■ What you have to do ■
Check which lines in the records hold "appearance" and report how many there are, with no other text.

START Dataset entries

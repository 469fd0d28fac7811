//! Stroke smoothing
//!
//! Consecutive samples are joined with quadratic curves whose control point
//! is the earlier sample and whose end point is the midpoint of the pair.
//! The path then runs straight to the final sample, so it always starts on
//! the first sample and ends on the last one.

use super::Point;

/// Number of line segments used to approximate one quadratic curve
pub const CURVE_STEPS: usize = 8;

/// A single drawing instruction in a smoothed path
#[derive(Debug, Clone, Copy, PartialEq)]
pub enum PathSegment {
    MoveTo(Point),
    QuadTo { ctrl: Point, to: Point },
    LineTo(Point),
}

/// Build the smoothed path for a stroke
///
/// Returns an empty path for fewer than two points.
pub fn smooth_path(points: &[Point]) -> Vec<PathSegment> {
    if points.len() < 2 {
        return Vec::new();
    }

    let mut segments = Vec::with_capacity(points.len() + 1);
    segments.push(PathSegment::MoveTo(points[0]));

    for pair in points.windows(2) {
        let (prev, cur) = (pair[0], pair[1]);
        segments.push(PathSegment::QuadTo {
            ctrl: prev,
            to: prev.midpoint(cur),
        });
    }

    segments.push(PathSegment::LineTo(points[points.len() - 1]));
    segments
}

/// Evaluate a quadratic Bezier at `t` in [0, 1]
pub fn quadratic_point(start: Point, ctrl: Point, end: Point, t: f32) -> Point {
    let u = 1.0 - t;
    Point::new(
        u * u * start.x + 2.0 * u * t * ctrl.x + t * t * end.x,
        u * u * start.y + 2.0 * u * t * ctrl.y + t * t * end.y,
    )
}

/// Flatten a path into a polyline
pub fn flatten(segments: &[PathSegment], steps_per_curve: usize) -> Vec<Point> {
    let steps = steps_per_curve.max(1);
    let mut polyline: Vec<Point> = Vec::new();
    let mut pen: Option<Point> = None;

    for segment in segments {
        match *segment {
            PathSegment::MoveTo(p) => {
                polyline.push(p);
                pen = Some(p);
            }
            PathSegment::QuadTo { ctrl, to } => {
                let start = pen.unwrap_or(ctrl);
                for i in 1..=steps {
                    let t = i as f32 / steps as f32;
                    push_distinct(&mut polyline, quadratic_point(start, ctrl, to, t));
                }
                pen = Some(to);
            }
            PathSegment::LineTo(p) => {
                push_distinct(&mut polyline, p);
                pen = Some(p);
            }
        }
    }

    polyline
}

/// Smoothed polyline for a raw list of samples
pub fn smoothed_polyline(points: &[Point]) -> Vec<Point> {
    flatten(&smooth_path(points), CURVE_STEPS)
}

fn push_distinct(polyline: &mut Vec<Point>, p: Point) {
    if polyline.last() != Some(&p) {
        polyline.push(p);
    }
}
//! Dashboard theme and styling
//!
//! Dark theme for the dashboard UI. The drawing canvas stays light so ink
//! looks the way it will be exported.

use egui::{Color32, FontFamily, FontId, Rounding, Stroke, Style, TextStyle, Visuals};

/// Dark color palette
pub struct ThemeColors;

impl ThemeColors {
    // Background colors
    pub const BG_DARK: Color32 = Color32::from_rgb(18, 18, 24);
    pub const BG_MEDIUM: Color32 = Color32::from_rgb(28, 28, 36);
    pub const BG_LIGHT: Color32 = Color32::from_rgb(38, 38, 48);
    pub const BG_HOVER: Color32 = Color32::from_rgb(48, 48, 60);

    // Accent colors
    pub const ACCENT_PRIMARY: Color32 = Color32::from_rgb(88, 166, 255);
    pub const ACCENT_SUCCESS: Color32 = Color32::from_rgb(46, 204, 113);
    pub const ACCENT_WARNING: Color32 = Color32::from_rgb(255, 193, 7);
    pub const ACCENT_ERROR: Color32 = Color32::from_rgb(231, 76, 60);

    // Text colors
    pub const TEXT_PRIMARY: Color32 = Color32::from_rgb(240, 240, 245);
    pub const TEXT_SECONDARY: Color32 = Color32::from_rgb(160, 160, 175);
    pub const TEXT_MUTED: Color32 = Color32::from_rgb(100, 100, 115);

    // Border colors
    pub const BORDER: Color32 = Color32::from_rgb(50, 50, 65);

    // Status colors
    pub const STATUS_RUNNING: Color32 = Color32::from_rgb(46, 204, 113);
    pub const STATUS_STOPPED: Color32 = Color32::from_rgb(160, 160, 175);
    pub const STATUS_ERROR: Color32 = Color32::from_rgb(231, 76, 60);

    // Drawing canvas, matching the exported snapshot
    pub const CANVAS_BG: Color32 = Color32::from_rgb(240, 240, 240);
    pub const INK: Color32 = Color32::BLACK;
}

/// Apply the dark theme to egui
pub fn apply_theme(ctx: &egui::Context) {
    let mut style = (*ctx.style()).clone();

    // Configure visuals
    let mut visuals = Visuals::dark();

    // Window and panel backgrounds
    visuals.window_fill = ThemeColors::BG_MEDIUM;
    visuals.panel_fill = ThemeColors::BG_DARK;
    visuals.faint_bg_color = ThemeColors::BG_LIGHT;
    visuals.extreme_bg_color = ThemeColors::BG_DARK;

    // Widget colors
    visuals.widgets.noninteractive.bg_fill = ThemeColors::BG_MEDIUM;
    visuals.widgets.noninteractive.fg_stroke = Stroke::new(1.0, ThemeColors::TEXT_SECONDARY);
    visuals.widgets.noninteractive.rounding = Rounding::same(6.0);

    visuals.widgets.inactive.bg_fill = ThemeColors::BG_LIGHT;
    visuals.widgets.inactive.fg_stroke = Stroke::new(1.0, ThemeColors::TEXT_PRIMARY);
    visuals.widgets.inactive.rounding = Rounding::same(6.0);

    visuals.widgets.hovered.bg_fill = ThemeColors::BG_HOVER;
    visuals.widgets.hovered.fg_stroke = Stroke::new(1.0, ThemeColors::TEXT_PRIMARY);
    visuals.widgets.hovered.rounding = Rounding::same(6.0);

    visuals.widgets.active.bg_fill = ThemeColors::ACCENT_PRIMARY;
    visuals.widgets.active.fg_stroke = Stroke::new(1.0, ThemeColors::TEXT_PRIMARY);
    visuals.widgets.active.rounding = Rounding::same(6.0);

    visuals.widgets.open.bg_fill = ThemeColors::BG_HOVER;
    visuals.widgets.open.fg_stroke = Stroke::new(1.0, ThemeColors::TEXT_PRIMARY);
    visuals.widgets.open.rounding = Rounding::same(6.0);

    // Selection and interaction
    visuals.selection.bg_fill = color_with_alpha(ThemeColors::ACCENT_PRIMARY, 77); // ~0.3 alpha
    visuals.selection.stroke = Stroke::new(1.0, ThemeColors::ACCENT_PRIMARY);

    // Hyperlinks
    visuals.hyperlink_color = ThemeColors::ACCENT_PRIMARY;

    // Window appearance
    visuals.window_rounding = Rounding::same(8.0);
    visuals.window_shadow.blur = 8.0;
    visuals.window_stroke = Stroke::new(1.0, ThemeColors::BORDER);

    // Popup and menu appearance
    visuals.popup_shadow.blur = 4.0;
    visuals.menu_rounding = Rounding::same(6.0);

    style.visuals = visuals;

    // Spacing
    style.spacing.item_spacing = egui::vec2(8.0, 6.0);
    style.spacing.button_padding = egui::vec2(12.0, 6.0);
    style.spacing.window_margin = egui::Margin::same(16.0);

    // Font sizes - larger for better readability
    style.text_styles = [
        (TextStyle::Small, FontId::new(13.0, FontFamily::Proportional)),
        (TextStyle::Body, FontId::new(16.0, FontFamily::Proportional)),
        (TextStyle::Monospace, FontId::new(15.0, FontFamily::Monospace)),
        (TextStyle::Button, FontId::new(16.0, FontFamily::Proportional)),
        (TextStyle::Heading, FontId::new(22.0, FontFamily::Proportional)),
    ]
    .into();

    // Apply style
    ctx.set_style(style);
}

/// Helper to create a color with modified alpha
pub fn color_with_alpha(color: Color32, alpha: u8) -> Color32 {
    Color32::from_rgba_unmultiplied(color.r(), color.g(), color.b(), alpha)
}

/// Rounded panel used for cards and sections
pub fn card_frame() -> egui::Frame {
    egui::Frame::none()
        .fill(ThemeColors::BG_MEDIUM)
        .rounding(Rounding::same(8.0))
        .inner_margin(16.0)
}

/// Filled button for the main action of a view
pub fn action_button(text: &str, fill: Color32) -> egui::Button<'static> {
    egui::Button::new(egui::RichText::new(text.to_owned()).color(Color32::WHITE))
        .fill(fill)
        .min_size(egui::vec2(120.0, 36.0))
}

END Dataset entries

■ Answer space ■
2